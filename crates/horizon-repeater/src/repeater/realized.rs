//! Bookkeeping for the elements a repeater has realized.
//!
//! Every realized element has one record. At most one record per index is
//! *mapped*; further elements forced into existence for an already mapped
//! index are tracked too, but never answer index lookups.

use std::collections::{BTreeMap, HashMap};

use crate::element::{Element, ElementId};
use crate::selection::IndexPath;

#[derive(Debug, Clone)]
pub(crate) struct RealizedInfo {
    pub element: Element,
    pub index: usize,
    pub path: IndexPath,
    pub unique_id: Option<String>,
    /// Requested by the layout during the current pass.
    pub keep_alive: bool,
    pub suppress_auto_recycle: bool,
    pub pin_count: u32,
    /// The item itself is the element; it is detached, never pooled.
    pub from_items: bool,
    /// Answers lookups for `index`.
    pub mapped: bool,
}

impl RealizedInfo {
    pub fn is_pinned(&self) -> bool {
        self.pin_count > 0 || self.suppress_auto_recycle
    }
}

#[derive(Debug, Default)]
pub(crate) struct RealizedElements {
    by_index: BTreeMap<usize, ElementId>,
    by_element: HashMap<ElementId, RealizedInfo>,
}

impl RealizedElements {
    pub fn len(&self) -> usize {
        self.by_element.len()
    }

    pub fn is_empty(&self) -> bool {
        self.by_element.is_empty()
    }

    /// The mapped element for `index`.
    pub fn element_at(&self, index: usize) -> Option<&Element> {
        let id = self.by_index.get(&index)?;
        self.by_element.get(id).map(|info| &info.element)
    }

    pub fn info(&self, element: &Element) -> Option<&RealizedInfo> {
        self.by_element.get(&element.id())
    }

    pub fn info_mut(&mut self, element: &Element) -> Option<&mut RealizedInfo> {
        self.by_element.get_mut(&element.id())
    }

    pub fn info_at_mut(&mut self, index: usize) -> Option<&mut RealizedInfo> {
        let id = self.by_index.get(&index)?;
        self.by_element.get_mut(id)
    }

    /// Track a new element. It becomes the mapped element for its index only
    /// if the index has none.
    pub fn insert(&mut self, mut info: RealizedInfo) {
        let id = info.element.id();
        info.mapped = !self.by_index.contains_key(&info.index);
        if info.mapped {
            self.by_index.insert(info.index, id);
        }
        self.by_element.insert(id, info);
    }

    /// Stop tracking `element`. If it was mapped and a duplicate for the same
    /// index exists, the duplicate takes over the mapping.
    pub fn remove(&mut self, element: &Element) -> Option<RealizedInfo> {
        let info = self.by_element.remove(&element.id())?;
        if info.mapped {
            self.by_index.remove(&info.index);
            let successor = self
                .by_element
                .iter_mut()
                .find(|(_, other)| !other.mapped && other.index == info.index);
            if let Some((id, other)) = successor {
                other.mapped = true;
                self.by_index.insert(info.index, *id);
            }
        }
        Some(info)
    }

    /// Remove and return every record.
    pub fn drain(&mut self) -> Vec<RealizedInfo> {
        self.by_index.clear();
        let mut drained: Vec<RealizedInfo> = self.by_element.drain().map(|(_, info)| info).collect();
        drained.sort_by_key(|info| info.index);
        drained
    }

    /// Forget which elements were requested.
    pub fn begin_pass(&mut self) {
        for info in self.by_element.values_mut() {
            info.keep_alive = false;
        }
    }

    /// Elements neither requested this pass nor pinned.
    pub fn unused(&self) -> Vec<Element> {
        let mut unused: Vec<&RealizedInfo> = self
            .by_element
            .values()
            .filter(|info| !info.keep_alive && !info.is_pinned())
            .collect();
        unused.sort_by_key(|info| info.index);
        unused.into_iter().map(|info| info.element.clone()).collect()
    }

    /// Records for which `target` has no new index.
    pub fn orphaned_by(&self, target: impl Fn(&RealizedInfo) -> Option<usize>) -> Vec<Element> {
        let mut orphans: Vec<&RealizedInfo> = self
            .by_element
            .values()
            .filter(|info| target(info).is_none())
            .collect();
        orphans.sort_by_key(|info| info.index);
        orphans.into_iter().map(|info| info.element.clone()).collect()
    }

    /// Move every record to the index `target` gives it, returning
    /// `(element, old, new)` for each one that moved. Records without a target
    /// must have been removed first.
    pub fn remap(
        &mut self,
        target: impl Fn(&RealizedInfo) -> Option<usize>,
        parent: &IndexPath,
    ) -> Vec<(Element, usize, usize)> {
        let mut moved = Vec::new();
        let mut infos: Vec<&mut RealizedInfo> = self.by_element.values_mut().collect();
        infos.sort_by_key(|info| (info.index, !info.mapped));

        self.by_index.clear();
        for info in infos {
            let Some(new_index) = target(&*info) else {
                continue;
            };
            if new_index != info.index {
                moved.push((info.element.clone(), info.index, new_index));
                info.index = new_index;
                info.path = parent.child(new_index);
            }
            info.mapped = !self.by_index.contains_key(&new_index);
            if info.mapped {
                self.by_index.insert(new_index, info.element.id());
            }
        }
        moved
    }

    /// Mapped elements in index order.
    pub fn mapped(&self) -> impl Iterator<Item = (usize, &Element)> + '_ {
        self.by_index
            .iter()
            .filter_map(|(index, id)| self.by_element.get(id).map(|info| (*index, &info.element)))
    }

    /// Every record, duplicates included, in index order.
    pub fn all(&self) -> Vec<&RealizedInfo> {
        let mut all: Vec<&RealizedInfo> = self.by_element.values().collect();
        all.sort_by_key(|info| (info.index, !info.mapped));
        all
    }

    pub fn range(&self) -> Option<(usize, usize)> {
        let first = *self.by_index.keys().next()?;
        let last = *self.by_index.keys().next_back()?;
        Some((first, last))
    }

    /// Update the position descriptors for a new parent path.
    pub fn set_parent(&mut self, parent: &IndexPath) {
        for info in self.by_element.values_mut() {
            info.path = parent.child(info.index);
        }
    }

    /// Every mapped index resolves to a record carrying that index.
    pub fn is_consistent(&self) -> bool {
        self.by_index.iter().all(|(index, id)| {
            self.by_element
                .get(id)
                .is_some_and(|info| info.index == *index && info.mapped)
        }) && self
            .by_element
            .values()
            .filter(|info| info.mapped)
            .count()
            == self.by_index.len()
    }
}

#[cfg(test)]
mod tests {
    use super::*;
    use crate::element::EmptyVisual;
    use crate::items_source::CollectionChange;

    fn info(index: usize) -> RealizedInfo {
        RealizedInfo {
            element: Element::new(EmptyVisual),
            index,
            path: IndexPath::from_index(index),
            unique_id: None,
            keep_alive: true,
            suppress_auto_recycle: false,
            pin_count: 0,
            from_items: false,
            mapped: false,
        }
    }

    #[test]
    fn test_duplicate_does_not_steal_mapping() {
        let mut realized = RealizedElements::default();
        let original = info(3);
        let duplicate = info(3);
        let original_element = original.element.clone();
        let duplicate_element = duplicate.element.clone();
        realized.insert(original);
        realized.insert(duplicate);

        assert_eq!(realized.len(), 2);
        assert_eq!(realized.element_at(3), Some(&original_element));

        realized.remove(&original_element);
        assert_eq!(realized.element_at(3), Some(&duplicate_element));
        assert!(realized.is_consistent());
    }

    #[test]
    fn test_remap_shifts_and_reports() {
        let mut realized = RealizedElements::default();
        for index in 0..4 {
            realized.insert(info(index));
        }
        let change = CollectionChange::remove(1, 1);
        let removed = realized.orphaned_by(|info| change.remap_index(info.index));
        assert_eq!(removed.len(), 1);
        realized.remove(&removed[0]);

        let moved = realized.remap(|info| change.remap_index(info.index), &IndexPath::root());
        let mut pairs: Vec<(usize, usize)> = moved.iter().map(|(_, old, new)| (*old, *new)).collect();
        pairs.sort();
        assert_eq!(pairs, vec![(2, 1), (3, 2)]);
        assert_eq!(realized.range(), Some((0, 2)));
        assert!(realized.is_consistent());
    }

    #[test]
    fn test_unused_skips_pinned_and_requested() {
        let mut realized = RealizedElements::default();
        let mut pinned = info(0);
        pinned.pin_count = 1;
        realized.insert(pinned);
        realized.insert(info(1));
        realized.begin_pass();
        realized.insert(info(2));

        let unused = realized.unused();
        assert_eq!(unused.len(), 1);
        assert_eq!(realized.info(&unused[0]).map(|i| i.index), Some(1));
    }
}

+---+

Task description = Copy out exactly the lines between the line with "let moved = realized.remap(|info|" and the last line of the entries, counting both of those lines.

Reply to the task =
        let moved = realized.remap(|info| change.remap_index(info.index), &IndexPath::root());
        let mut pairs: Vec<(usize, usize)> = moved.iter().map(|(_, old, new)| (*old, *new)).collect();
        pairs.sort();
        assert_eq!(pairs, vec![(2, 1), (3, 2)]);
        assert_eq!(realized.range(), Some((0, 2)));
        assert!(realized.is_consistent());
    }

    #[test]
    fn test_unused_skips_pinned_and_requested() {
        let mut realized = RealizedElements::default();
        let mut pinned = info(0);
        pinned.pin_count = 1;
        realized.insert(pinned);
        realized.insert(info(1));
        realized.begin_pass();
        realized.insert(info(2));

        let unused = realized.unused();
        assert_eq!(unused.len(), 1);
        assert_eq!(realized.info(&unused[0]).map(|i| i.index), Some(1));
    }
}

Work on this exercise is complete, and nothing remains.